ぷりぷりと引き締まった蒼銀に煌めくボディ、意志を感じさせない瞳。まさしくそれはメルクリアの相棒、『魚』だ。
「な…なな…なんて美味そうな魚にゃ…」
しかし。リアナの計らい虚しく、すでに忘れた様子でメルクリアは口元からポタポタと涎を溢す。
「ちょっとメルちゃんっ!? 相棒だよ? 相棒の魚だよ? そんな食料を見る目でこの子を見ないでっ!!」
今にも噛り付きそうなメルクリアから守るようにリアナはぎゅっと魚を抱きしめた。
「あら、リアナちゃん。これって…」
「ふふ〜ん、実はわたしパワーアップしちゃったのです!」
魚に抱きついたままリアナは得意げに目を光らせる。
「なんとなんとわたしが作り出した幻術空間の中で相手が見たものを取り出せちゃう魔法なのです! ただ、攻撃を一度でも受けちゃうと消えちゃいますし、なにより魔力の消費がすっごく激しいんですよね…」
「そんなことはどうでもいい! 早く出発するのじゃ!」
「ふぎゅっ!」
リリスはリアナの頭を踏み台に魚の背に飛び乗ると皆を急かす。
「魚って水中生物でしょ? 本当に馬よりも速く移動なんてできるのかしら?」
「そこは任せてくださいっ! このお魚さんは空を水中のように泳ぐことができますからっ!」
「確かに不自然に空中に浮かんでるものねぇ…」
「ふぎゅっ!」
少しだけ不安を残しながら同じようにリアナの頭を踏み台にベアトリスクも魚の上へ飛び乗った。
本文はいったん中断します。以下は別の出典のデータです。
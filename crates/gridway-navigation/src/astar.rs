//! A* search over an [`OccupancyGrid`].
//!
//! `f(n) = g(n) + h(n)` where `g` is the step count from the start and `h`
//! is the Manhattan distance to the goal. Every edge costs 1 and the
//! heuristic never overestimates under 4-directional movement, so the first
//! time the goal is popped from the frontier its path is shortest.

use std::cmp::Ordering;
use std::collections::{BinaryHeap, HashMap, HashSet};

use tracing::debug;

use crate::PathResult;
use crate::map::{GridPoint, OccupancyGrid};

/// Calculates the Manhattan distance between two grid points.
pub fn manhattan_distance(a: GridPoint, b: GridPoint) -> usize {
    a.x.abs_diff(b.x) + a.y.abs_diff(b.y)
}

#[derive(Copy, Clone, Eq, PartialEq, Debug)]
struct State {
    cost: usize,
    position: GridPoint,
}

// The priority queue depends on `Ord`. Explicitly implement the trait with
// the cost comparison flipped so the std max-heap behaves as a min-heap;
// the positional tie-break keeps the ordering total.
impl Ord for State {
    fn cmp(&self, other: &Self) -> Ordering {
        other.cost.cmp(&self.cost).then_with(|| {
            (self.position.y, self.position.x).cmp(&(other.position.y, other.position.x))
        })
    }
}

impl PartialOrd for State {
    fn partial_cmp(&self, other: &Self) -> Option<Ordering> {
        Some(self.cmp(other))
    }
}

/// Reconstructs the path from a map of `came_from` links.
fn reconstruct_path(
    came_from: &HashMap<GridPoint, GridPoint>,
    mut current: GridPoint,
) -> Vec<GridPoint> {
    let mut path = vec![current];
    while let Some(&previous) = came_from.get(&current) {
        path.push(previous);
        current = previous;
    }
    path.reverse();
    path
}

/// Finds a shortest path from `start` to `goal` using the A* algorithm.
///
/// # Returns
/// * `Option<Vec<GridPoint>>` - The path if found, `None` otherwise.
pub fn astar_search(
    grid: &OccupancyGrid,
    start: GridPoint,
    goal: GridPoint,
) -> Option<Vec<GridPoint>> {
    astar_search_detailed(grid, start, goal).into_path()
}

/// Finds a shortest path from `start` to `goal` using the A* algorithm,
/// with detailed results.
///
/// A blocked or out-of-bounds endpoint yields the failure result rather
/// than a path through an obstacle.
///
/// # Returns
/// * `PathResult` - Detailed pathfinding result with metadata.
pub fn astar_search_detailed(
    grid: &OccupancyGrid,
    start: GridPoint,
    goal: GridPoint,
) -> PathResult {
    let mut nodes_expanded = 0;

    if !grid.is_free(start) || !grid.is_free(goal) {
        return PathResult::failure(nodes_expanded);
    }

    let mut open_set = BinaryHeap::new();
    let mut closed: HashSet<GridPoint> = HashSet::new();
    let mut came_from: HashMap<GridPoint, GridPoint> = HashMap::new();

    let mut g_score: HashMap<GridPoint, usize> = HashMap::new();
    g_score.insert(start, 0);

    open_set.push(State {
        cost: manhattan_distance(start, goal),
        position: start,
    });

    while let Some(State {
        position: current, ..
    }) = open_set.pop()
    {
        if current == goal {
            let path = reconstruct_path(&came_from, current);
            debug!(path_length = path.len(), nodes_expanded, "A* reached the goal");
            return PathResult::success(path, nodes_expanded);
        }

        // Lazy deletion: a cell is expanded at most once, and stale heap
        // entries left behind by cheaper re-discoveries are dropped here.
        // Requires uniform edge costs and a consistent heuristic.
        if !closed.insert(current) {
            continue;
        }
        nodes_expanded += 1;

        let current_g = g_score.get(&current).copied().unwrap_or(0);

        for neighbor in grid.neighbors(current) {
            let tentative_g_score = current_g + 1;
            if tentative_g_score < g_score.get(&neighbor).copied().unwrap_or(usize::MAX) {
                came_from.insert(neighbor, current);
                g_score.insert(neighbor, tentative_g_score);
                open_set.push(State {
                    cost: tentative_g_score + manhattan_distance(neighbor, goal),
                    position: neighbor,
                });
            }
        }
    }

    debug!(nodes_expanded, "A* frontier exhausted without reaching the goal");
    PathResult::failure(nodes_expanded)
}

#[cfg(test)]
mod tests {
    use super::*;
    use crate::map::{CellState, OccupancyGrid};

    fn assert_valid_path(grid: &OccupancyGrid, path: &[GridPoint], start: GridPoint, goal: GridPoint) {
        assert!(!path.is_empty(), "Path should not be empty");
        assert_eq!(path[0], start, "Path start mismatch");
        assert_eq!(*path.last().unwrap(), goal, "Path goal mismatch");
        for pair in path.windows(2) {
            assert_eq!(
                manhattan_distance(pair[0], pair[1]),
                1,
                "Consecutive waypoints must be 4-adjacent: {} -> {}",
                pair[0],
                pair[1]
            );
            assert!(grid.is_free(pair[1]), "Path crosses a blocked cell");
        }
    }

    #[test]
    fn test_manhattan_distance() {
        let a = GridPoint::new(0, 0);
        let b = GridPoint::new(3, 4);
        assert_eq!(manhattan_distance(a, b), 7);
        assert_eq!(manhattan_distance(b, a), 7);
        assert_eq!(manhattan_distance(a, a), 0);
    }

    #[test]
    fn test_astar_unobstructed_is_manhattan() {
        let grid = OccupancyGrid::new(10, 10).unwrap();
        let start = GridPoint::new(0, 0);
        let goal = GridPoint::new(9, 9);

        let path = astar_search(&grid, start, goal).expect("Path should be found");
        assert_valid_path(&grid, &path, start, goal);
        // With nothing in the way the shortest path has exactly
        // 1 + Manhattan(start, goal) waypoints.
        assert_eq!(path.len(), 1 + manhattan_distance(start, goal));
    }

    #[test]
    fn test_astar_routes_around_obstacles() {
        // A box in the middle of the grid forces a detour.
        let mut grid = OccupancyGrid::new(10, 10).unwrap();
        for x in 3..7 {
            for y in 3..7 {
                grid.set_state(GridPoint::new(x, y), CellState::Blocked).unwrap();
            }
        }

        let start = GridPoint::new(0, 0);
        let goal = GridPoint::new(9, 9);

        let path = astar_search(&grid, start, goal).expect("Path should be found");
        assert_valid_path(&grid, &path, start, goal);
        // Detours around obstacles only ever add an even number of steps.
        let detour = path.len() - (1 + manhattan_distance(start, goal));
        assert_eq!(detour % 2, 0, "Detour must be an even number of steps");
    }

    #[test]
    fn test_astar_no_path() {
        // A full-height wall at x = 2 disconnects start from goal.
        let mut grid = OccupancyGrid::new(5, 5).unwrap();
        for y in 0..5 {
            grid.set_state(GridPoint::new(2, y), CellState::Blocked).unwrap();
        }

        let start = GridPoint::new(0, 0);
        let goal = GridPoint::new(4, 4);

        assert!(astar_search(&grid, start, goal).is_none());

        let result = astar_search_detailed(&grid, start, goal);
        assert!(!result.is_success());
        assert_eq!(result.path_length, 0);
        assert!(result.nodes_expanded > 0, "Should have expanded the reachable side");
    }

    #[test]
    fn test_astar_same_start_goal() {
        let grid = OccupancyGrid::new(5, 5).unwrap();
        let p = GridPoint::new(2, 2);

        let path = astar_search(&grid, p, p).expect("Path should be found");
        assert_eq!(path, vec![p], "Path should contain only the start/goal point");
    }

    #[test]
    fn test_astar_blocked_endpoints() {
        let blocked = [GridPoint::new(0, 0), GridPoint::new(4, 4)];
        let grid = OccupancyGrid::with_blocked(5, 5, &blocked).unwrap();

        // Blocked start
        assert!(astar_search(&grid, GridPoint::new(0, 0), GridPoint::new(2, 2)).is_none());
        // Blocked goal
        assert!(astar_search(&grid, GridPoint::new(2, 2), GridPoint::new(4, 4)).is_none());
        // Out-of-bounds goal
        assert!(astar_search(&grid, GridPoint::new(2, 2), GridPoint::new(9, 9)).is_none());
    }

    #[test]
    fn test_astar_repeat_runs_agree_on_length() {
        let blocked = [
            GridPoint::new(2, 1),
            GridPoint::new(2, 2),
            GridPoint::new(2, 3),
        ];
        let grid = OccupancyGrid::with_blocked(6, 6, &blocked).unwrap();
        let start = GridPoint::new(0, 0);
        let goal = GridPoint::new(5, 5);

        let first = astar_search(&grid, start, goal).expect("Path should be found");
        let second = astar_search(&grid, start, goal).expect("Path should be found");
        // The exact waypoint sequence is an implementation detail; the
        // optimal length is not.
        assert_eq!(first.len(), second.len());
    }

    #[test]
    fn test_astar_detailed_metadata() {
        let grid = OccupancyGrid::new(5, 5).unwrap();
        let result =
            astar_search_detailed(&grid, GridPoint::new(0, 0), GridPoint::new(4, 4));

        assert!(result.is_success());
        assert!(result.nodes_expanded > 0, "Should have expanded some cells");
        assert_eq!(result.path_length, 9);

        let display_str = format!("{}", result);
        assert!(display_str.contains("success: true"));
        assert!(display_str.contains("nodes_expanded"));
    }
}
「な、なんでみんなわたしの頭を踏んでいくんですかっ!?」
「あら、リアナちゃんが乗りやすいようにそうしていてくれてるのかと思ったわぁ」
リアナは未だ魚に抱きついたまま離れていない。確かにここにいては乗り手の邪魔になるのだが…。
「リアナ…一口だけなら…構わないにゃ?」
「構うよっ! メルちゃんも早く乗って!」
目を血走らせ、欲望に耐えるメルクリアから魚を守るためには仕方がない。
埒があかないと思い、リアナはメルクリアを抱えて魚の背に飛び乗った。
「ゴーだよっ、お魚さんっ!」
リアナの掛け声とともに魚はいきなりトップスピードで泳ぎだし、開け放たれた大窓から青空へと飛び出した。
キラキラと太陽光に反射して魚の身体が一層に輝く。
「目的地はリーファウスの大木じゃ! ほれ、もっと速う泳ぐのじゃ!」
先頭に座るリリスは目を輝かせ、大口を開けて高らかに叫ぶ。その最後尾でメルクリアは全身を支配しかねない欲望に耐え抜いていた。
「ひ、一口…一口だけなのにゃ…」
「だ、だめだよっ? 本当にやめてよ? メルちゃんが一口でも囓ったらわたし達はお空から真っ逆さまだからねっ!?」
「うにゃ…生殺しにゃ! 酷いにゃ! こんなのあんまりだにゃ!!」
こうして騒がしいメルクリアとリリス率いる魔女たちはカナタの元へと飛び立った。
4人が無事にカナタの元へたどり着けるかはメルクリアの我慢次第である。